▶ _Data extracted from a collection_

____________________

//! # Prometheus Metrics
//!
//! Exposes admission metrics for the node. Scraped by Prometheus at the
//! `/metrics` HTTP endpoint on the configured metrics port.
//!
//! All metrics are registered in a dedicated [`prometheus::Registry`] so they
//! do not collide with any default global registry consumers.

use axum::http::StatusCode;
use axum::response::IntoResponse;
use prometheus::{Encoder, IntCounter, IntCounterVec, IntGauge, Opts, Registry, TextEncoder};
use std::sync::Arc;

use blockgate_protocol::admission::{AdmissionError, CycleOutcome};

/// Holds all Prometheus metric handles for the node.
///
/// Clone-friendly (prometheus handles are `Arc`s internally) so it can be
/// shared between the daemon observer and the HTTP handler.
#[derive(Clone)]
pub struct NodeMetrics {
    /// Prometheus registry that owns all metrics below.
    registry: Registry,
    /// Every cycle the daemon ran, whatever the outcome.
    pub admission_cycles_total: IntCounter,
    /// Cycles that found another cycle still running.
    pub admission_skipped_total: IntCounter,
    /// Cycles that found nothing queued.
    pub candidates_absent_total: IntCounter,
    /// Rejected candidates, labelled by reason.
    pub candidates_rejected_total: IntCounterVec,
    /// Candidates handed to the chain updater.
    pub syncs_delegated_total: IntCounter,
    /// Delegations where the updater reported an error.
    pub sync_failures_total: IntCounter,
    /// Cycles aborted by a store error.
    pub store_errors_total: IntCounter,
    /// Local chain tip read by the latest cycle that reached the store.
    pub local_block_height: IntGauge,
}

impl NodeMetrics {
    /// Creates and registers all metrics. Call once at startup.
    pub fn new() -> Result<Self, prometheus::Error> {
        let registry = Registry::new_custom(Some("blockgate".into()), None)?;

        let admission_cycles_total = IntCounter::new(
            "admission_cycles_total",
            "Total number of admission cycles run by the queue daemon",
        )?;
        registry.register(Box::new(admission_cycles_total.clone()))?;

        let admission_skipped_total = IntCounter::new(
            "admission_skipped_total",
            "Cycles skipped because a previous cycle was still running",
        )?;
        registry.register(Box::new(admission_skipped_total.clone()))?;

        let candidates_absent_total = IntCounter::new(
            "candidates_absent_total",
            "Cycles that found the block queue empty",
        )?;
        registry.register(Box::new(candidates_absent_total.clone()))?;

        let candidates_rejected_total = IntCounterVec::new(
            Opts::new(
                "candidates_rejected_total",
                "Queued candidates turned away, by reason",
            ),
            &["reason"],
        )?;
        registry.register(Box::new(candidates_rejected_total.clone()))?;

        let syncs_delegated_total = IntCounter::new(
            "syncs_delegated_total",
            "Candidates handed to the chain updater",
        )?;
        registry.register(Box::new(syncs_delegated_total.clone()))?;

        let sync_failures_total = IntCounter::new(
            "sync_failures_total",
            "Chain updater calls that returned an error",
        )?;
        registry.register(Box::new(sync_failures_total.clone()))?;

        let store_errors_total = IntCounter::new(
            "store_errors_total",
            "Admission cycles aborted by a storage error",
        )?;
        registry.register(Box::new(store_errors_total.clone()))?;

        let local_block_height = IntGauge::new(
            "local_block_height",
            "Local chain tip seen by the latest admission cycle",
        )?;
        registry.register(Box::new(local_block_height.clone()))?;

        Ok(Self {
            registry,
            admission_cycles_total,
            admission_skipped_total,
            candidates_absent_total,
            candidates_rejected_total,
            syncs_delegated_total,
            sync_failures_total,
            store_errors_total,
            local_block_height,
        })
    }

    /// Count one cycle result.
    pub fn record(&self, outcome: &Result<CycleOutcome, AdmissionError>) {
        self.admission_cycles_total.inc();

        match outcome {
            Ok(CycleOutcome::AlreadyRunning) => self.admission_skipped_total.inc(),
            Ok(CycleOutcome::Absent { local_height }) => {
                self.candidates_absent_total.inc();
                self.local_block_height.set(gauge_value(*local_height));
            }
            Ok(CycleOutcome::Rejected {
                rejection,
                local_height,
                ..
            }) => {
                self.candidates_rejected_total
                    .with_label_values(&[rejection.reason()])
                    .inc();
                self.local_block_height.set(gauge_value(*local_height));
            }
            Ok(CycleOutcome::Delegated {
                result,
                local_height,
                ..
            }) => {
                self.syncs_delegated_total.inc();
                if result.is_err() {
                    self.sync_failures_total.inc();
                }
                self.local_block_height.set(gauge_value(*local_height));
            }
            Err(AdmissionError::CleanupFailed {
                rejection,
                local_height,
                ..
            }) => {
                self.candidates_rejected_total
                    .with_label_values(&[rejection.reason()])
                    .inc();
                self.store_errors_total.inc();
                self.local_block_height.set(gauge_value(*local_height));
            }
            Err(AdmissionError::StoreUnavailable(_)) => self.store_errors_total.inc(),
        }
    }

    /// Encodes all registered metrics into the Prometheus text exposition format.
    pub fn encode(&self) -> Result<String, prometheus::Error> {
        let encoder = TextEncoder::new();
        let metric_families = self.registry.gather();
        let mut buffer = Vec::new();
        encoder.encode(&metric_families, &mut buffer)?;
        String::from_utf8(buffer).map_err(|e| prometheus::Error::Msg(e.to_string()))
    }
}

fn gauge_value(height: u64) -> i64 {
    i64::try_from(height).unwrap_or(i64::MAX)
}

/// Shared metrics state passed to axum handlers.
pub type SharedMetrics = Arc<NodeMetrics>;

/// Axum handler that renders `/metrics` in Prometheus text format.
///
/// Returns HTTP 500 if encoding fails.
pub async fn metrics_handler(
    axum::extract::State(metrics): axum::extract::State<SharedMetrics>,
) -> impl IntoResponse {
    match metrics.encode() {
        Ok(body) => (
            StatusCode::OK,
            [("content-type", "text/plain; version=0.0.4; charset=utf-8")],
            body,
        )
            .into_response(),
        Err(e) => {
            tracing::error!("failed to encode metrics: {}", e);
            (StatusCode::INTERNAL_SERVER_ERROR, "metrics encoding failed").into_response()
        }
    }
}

____________________

▶ _WORK TASK_
Give back the complete data, each line unchanged.

▶ _RESULT_
//! # Prometheus Metrics
//!
//! Exposes admission metrics for the node. Scraped by Prometheus at the
//! `/metrics` HTTP endpoint on the configured metrics port.
//!
//! All metrics are registered in a dedicated [`prometheus::Registry`] so they
//! do not collide with any default global registry consumers.

use axum::http::StatusCode;
use axum::response::IntoResponse;
use prometheus::{Encoder, IntCounter, IntCounterVec, IntGauge, Opts, Registry, TextEncoder};
use std::sync::Arc;

use blockgate_protocol::admission::{AdmissionError, CycleOutcome};

/// Holds all Prometheus metric handles for the node.
///
/// Clone-friendly (prometheus handles are `Arc`s internally) so it can be
/// shared between the daemon observer and the HTTP handler.
#[derive(Clone)]
pub struct NodeMetrics {
    /// Prometheus registry that owns all metrics below.
    registry: Registry,
    /// Every cycle the daemon ran, whatever the outcome.
    pub admission_cycles_total: IntCounter,
    /// Cycles that found another cycle still running.
    pub admission_skipped_total: IntCounter,
    /// Cycles that found nothing queued.
    pub candidates_absent_total: IntCounter,
    /// Rejected candidates, labelled by reason.
    pub candidates_rejected_total: IntCounterVec,
    /// Candidates handed to the chain updater.
    pub syncs_delegated_total: IntCounter,
    /// Delegations where the updater reported an error.
    pub sync_failures_total: IntCounter,
    /// Cycles aborted by a store error.
    pub store_errors_total: IntCounter,
    /// Local chain tip read by the latest cycle that reached the store.
    pub local_block_height: IntGauge,
}

impl NodeMetrics {
    /// Creates and registers all metrics. Call once at startup.
    pub fn new() -> Result<Self, prometheus::Error> {
        let registry = Registry::new_custom(Some("blockgate".into()), None)?;

        let admission_cycles_total = IntCounter::new(
            "admission_cycles_total",
            "Total number of admission cycles run by the queue daemon",
        )?;
        registry.register(Box::new(admission_cycles_total.clone()))?;

        let admission_skipped_total = IntCounter::new(
            "admission_skipped_total",
            "Cycles skipped because a previous cycle was still running",
        )?;
        registry.register(Box::new(admission_skipped_total.clone()))?;

        let candidates_absent_total = IntCounter::new(
            "candidates_absent_total",
            "Cycles that found the block queue empty",
        )?;
        registry.register(Box::new(candidates_absent_total.clone()))?;

        let candidates_rejected_total = IntCounterVec::new(
            Opts::new(
                "candidates_rejected_total",
                "Queued candidates turned away, by reason",
            ),
            &["reason"],
        )?;
        registry.register(Box::new(candidates_rejected_total.clone()))?;

        let syncs_delegated_total = IntCounter::new(
            "syncs_delegated_total",
            "Candidates handed to the chain updater",
        )?;
        registry.register(Box::new(syncs_delegated_total.clone()))?;

        let sync_failures_total = IntCounter::new(
            "sync_failures_total",
            "Chain updater calls that returned an error",
        )?;
        registry.register(Box::new(sync_failures_total.clone()))?;

        let store_errors_total = IntCounter::new(
            "store_errors_total",
            "Admission cycles aborted by a storage error",
        )?;
        registry.register(Box::new(store_errors_total.clone()))?;

        let local_block_height = IntGauge::new(
            "local_block_height",
            "Local chain tip seen by the latest admission cycle",
        )?;
        registry.register(Box::new(local_block_height.clone()))?;

        Ok(Self {
            registry,
            admission_cycles_total,
            admission_skipped_total,
            candidates_absent_total,
            candidates_rejected_total,
            syncs_delegated_total,
            sync_failures_total,
            store_errors_total,
            local_block_height,
        })
    }

    /// Count one cycle result.
    pub fn record(&self, outcome: &Result<CycleOutcome, AdmissionError>) {
        self.admission_cycles_total.inc();

        match outcome {
            Ok(CycleOutcome::AlreadyRunning) => self.admission_skipped_total.inc(),
            Ok(CycleOutcome::Absent { local_height }) => {
                self.candidates_absent_total.inc();
                self.local_block_height.set(gauge_value(*local_height));
            }
            Ok(CycleOutcome::Rejected {
                rejection,
                local_height,
                ..
            }) => {
                self.candidates_rejected_total
                    .with_label_values(&[rejection.reason()])
                    .inc();
                self.local_block_height.set(gauge_value(*local_height));
            }
            Ok(CycleOutcome::Delegated {
                result,
                local_height,
                ..
            }) => {
                self.syncs_delegated_total.inc();
                if result.is_err() {
                    self.sync_failures_total.inc();
                }
                self.local_block_height.set(gauge_value(*local_height));
            }
            Err(AdmissionError::CleanupFailed {
                rejection,
                local_height,
                ..
            }) => {
                self.candidates_rejected_total
                    .with_label_values(&[rejection.reason()])
                    .inc();
                self.store_errors_total.inc();
                self.local_block_height.set(gauge_value(*local_height));
            }
            Err(AdmissionError::StoreUnavailable(_)) => self.store_errors_total.inc(),
        }
    }

    /// Encodes all registered metrics into the Prometheus text exposition format.
    pub fn encode(&self) -> Result<String, prometheus::Error> {
        let encoder = TextEncoder::new();
        let metric_families = self.registry.gather();
        let mut buffer = Vec::new();
        encoder.encode(&metric_families, &mut buffer)?;
        String::from_utf8(buffer).map_err(|e| prometheus::Error::Msg(e.to_string()))
    }
}

fn gauge_value(height: u64) -> i64 {
    i64::try_from(height).unwrap_or(i64::MAX)
}

/// Shared metrics state passed to axum handlers.
pub type SharedMetrics = Arc<NodeMetrics>;

/// Axum handler that renders `/metrics` in Prometheus text format.
///
/// Returns HTTP 500 if encoding fails.
pub async fn metrics_handler(
    axum::extract::State(metrics): axum::extract::State<SharedMetrics>,
) -> impl IntoResponse {
    match metrics.encode() {
        Ok(body) => (
            StatusCode::OK,
            [("content-type", "text/plain; version=0.0.4; charset=utf-8")],
            body,
        )
            .into_response(),
        Err(e) => {
            tracing::error!("failed to encode metrics: {}", e);
            (StatusCode::INTERNAL_SERVER_ERROR, "metrics encoding failed").into_response()
        }
    }
}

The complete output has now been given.